Figure 4.7:Abstract Query Model

In general, the actual query parameters are specified within a query in terms of query statements using the respective query syntax and commonly refer to specific attributes of a component of the underlying data model, which also addresses the expressive power of a query language. In general, the values of properties can be expressed using arbitrary data types. Nevertheless, a specific data type needs to be defined for each property in order to establish a machine-processable request.
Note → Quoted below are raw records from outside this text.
//! # Consensus and Block Verification Benchmarks
//!
//! | Area | Hot path | Scales with |
//! |------|----------|-------------|
//! | qc-08 Determiner | `determine_consensus` per pending timestamp | participants |
//! | qc-08 Evaluator | one tick over many pending timestamps | pending entries |
//! | shared-crypto BlockVerifier | `compute_block_hash` on every fetched block | transactions |
//! | qc-13 Height quorum | `quorum_height` per discovery round | peers |

use criterion::{black_box, criterion_group, criterion_main, BenchmarkId, Criterion, Throughput};
use qc_08_consensus::{
    determine_consensus, ConsensusCheckResult, ConsensusDeterminer, EvaluationJob,
    ParallelConsensusEvaluator,
};
use qc_13_catchup::quorum_height;
use serde_json::json;
use shared_crypto::{compute_block_hash, sha3_256};
use shared_types::{
    HeightClaim, HlcTimestamp, NodeId, StateDelta, SubBlock, TxResult, GENESIS_HASH,
};
use std::collections::BTreeMap;
use std::time::Duration;

fn node(i: usize) -> NodeId {
    NodeId(sha3_256(&i.to_be_bytes()))
}

/// `n` votes, split between two results roughly 2:1.
fn votes(n: usize) -> BTreeMap<NodeId, [u8; 32]> {
    (0..n)
        .map(|i| (node(i), if i % 3 == 2 { [2u8; 32] } else { [1u8; 32] }))
        .collect()
}

// ============================================================================
// QC-08: Consensus determination
// ============================================================================

fn bench_determine_consensus(c: &mut Criterion) {
    let mut group = c.benchmark_group("qc-08-determiner");

    for participants in [3usize, 16, 64, 256] {
        let solutions = votes(participants);
        group.throughput(Throughput::Elements(participants as u64));
        group.bench_with_input(
            BenchmarkId::new("determine_consensus", participants),
            &solutions,
            |b, solutions| {
                b.iter(|| {
                    black_box(determine_consensus(
                        solutions,
                        participants,
                        &ConsensusCheckResult::initial(),
                        51,
                    ))
                })
            },
        );
    }

    group.finish();
}

fn bench_parallel_evaluation(c: &mut Criterion) {
    let mut group = c.benchmark_group("qc-08-evaluator");
    group.measurement_time(Duration::from_secs(10));

    let runtime = match tokio::runtime::Runtime::new() {
        Ok(runtime) => runtime,
        Err(_) => return,
    };
    let evaluator = match ParallelConsensusEvaluator::new(
        num_workers(),
        ConsensusDeterminer::new(51),
        Duration::from_millis(250),
    ) {
        Ok(evaluator) => evaluator,
        Err(_) => return,
    };

    for pending in [10usize, 100, 500] {
        let jobs: Vec<EvaluationJob> = (0..pending)
            .map(|i| EvaluationJob {
                hlc: HlcTimestamp::new(i as u64, 0),
                solutions: votes(16),
                last_check_info: ConsensusCheckResult::initial(),
            })
            .collect();

        group.throughput(Throughput::Elements(pending as u64));
        group.bench_with_input(BenchmarkId::new("tick", pending), &jobs, |b, jobs| {
            b.iter(|| black_box(runtime.block_on(evaluator.evaluate(jobs.clone(), 16))))
        });
    }

    group.finish();
}

fn num_workers() -> usize {
    std::thread::available_parallelism()
        .map(|n| n.get())
        .unwrap_or(2)
}

// ============================================================================
// shared-crypto: Block hashing
// ============================================================================

fn subblock(tx_count: usize) -> SubBlock {
    SubBlock {
        input_hash: [7u8; 32],
        transactions: (0..tx_count)
            .map(|i| TxResult {
                tx_hash: sha3_256(&i.to_be_bytes()),
                status: 0,
                payload: json!({"sender": "alice", "nonce": i, "kwargs": {"to": "bob", "amount": i}}),
                state: vec![StateDelta {
                    key: format!("currency.balances:{i}"),
                    value: json!(i),
                }],
            })
            .collect(),
        merkle_root: [8u8; 32],
        signatures: vec![],
    }
}

fn bench_block_hash(c: &mut Criterion) {
    let mut group = c.benchmark_group("shared-crypto-block-hash");

    for tx_count in [1usize, 10, 100] {
        let subblocks = vec![subblock(tx_count)];
        group.throughput(Throughput::Elements(tx_count as u64));
        group.bench_with_input(
            BenchmarkId::new("compute_block_hash", tx_count),
            &subblocks,
            |b, subblocks| b.iter(|| black_box(compute_block_hash(&GENESIS_HASH, subblocks))),
        );
    }

    group.finish();
}

// ============================================================================
// QC-13: Height quorum
// ============================================================================

fn bench_height_quorum(c: &mut Criterion) {
    let mut group = c.benchmark_group("qc-13-height-quorum");

    for peers in [4usize, 32, 128] {
        let claims: BTreeMap<NodeId, HeightClaim> = (0..peers)
            .map(|i| {
                let height = if i % 4 == 0 { 101 } else { 90 };
                (node(i), HeightClaim { height, hash: [0u8; 32] })
            })
            .collect();
        let threshold = 3.min(peers - 1).max(1);

        group.bench_with_input(BenchmarkId::new("quorum_height", peers), &claims, |b, claims| {
            b.iter(|| black_box(quorum_height(claims, None, threshold)))
        });
    }

    group.finish();
}

criterion_group!(
    benches,
    bench_determine_consensus,
    bench_parallel_evaluation,
    bench_block_hash,
    bench_height_quorum
);
criterion_main!(benches);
In addition to the criteria of the request, the result parameters and the properties of the result set need to be specified within a query. The result parameters specify the desired objects to be returned and the properties may refer to different aspects of the result set (e.g., the maximum number of results, sorting criteria). Both parts can be defined within the result section. Based on the components of a unified service query, an abstract query model is introduced, which serves as a blueprint for service queries: Its overall structure has been defined as depicted in Figure 4.7. Basically, service queries based on the model comprise a global query container and a result section. The global query container may either contain further query containers or query sections. In the latter case, the query sections are interconnected using a single combination type (AND,OR,XOR) defined in the global query container, whereas in the first case, a nested structure of query containers is established in order to organize the query sections using arbitrary combination types.
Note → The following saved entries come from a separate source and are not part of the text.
/// Sequential, verified history sync.
pub struct CatchupCoordinator<N, B, S, D>
where
    N: PeerNetwork,
    B: BlockStore,
    S: StateStore,
    D: PeerDirectory,
{
    network: Arc<N>,
    blocks: Arc<B>,
    state: Arc<S>,
    directory: Arc<D>,
    local_node: NodeId,
    config: CatchupConfig,
    verifier: Arc<dyn SignatureVerifier>,
    gossip: Option<mpsc::UnboundedReceiver<Block>>,
    intermediate: IntermediateQueue,
    tip: TrustedTip,
    /// Highest quorum height seen so far.
    network_height: u64,
}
Within a query section, an arbitrary number of elements of any type can be stated representing the arguments of a query. Regarding the combination of the query elements within a single query section, a conjunction (i.e.,AND) is assumed for two reasons: On the one hand, a query section can be considered as a semantic unit, where all elements belong to the same parent element (e.g., all input and output parameters defined within a query section belong to the same operation), and on the other hand, the introduction of additional combination types within a single query section would increase complexity and is therefore not very user-friendly.

In general, thresholds are defined in order to narrow the potential result set (cp. Section 4.2). This can be achieved by a service requester by prescribing a minimum level of similarity with respect to the properties or even the whole service offer. For this, the opportunity to define similarity thresholds is introduced for both, i.e., each element within a query section, as well as for the whole service. The actual determination of similarities is accomplished by the responsible matchmaker and thus, the data type of the threshold value depends on the selected matchmaker. Therefore, threshold values are not restricted to numerical values but can also be expressed in terms of text-based constants. This allows for the utilization of similarity functions from the field of IR to determine the syntax-based similarity of terms as well as the application of reasoning techniques by specifying DoM values [125, 211].

Concerning the result section, an arbitrary number of attributes can be specified, which refer to the desired result parameters to be returned. In addition, properties of the result set can be defined within

this section (e.g., a descending or ascending order of the results with respect to some attribute of the result set).

Besides the result set modifiers, the attributes which should be contained within the result set are also defined (e.g., the name of the service or the provider name). One of these attributes can also be used as sorting criterion by specifying its ID as the value of anorderByattribute. The abstract query model is defined using an XSD document, which is presented in Appendix D.2.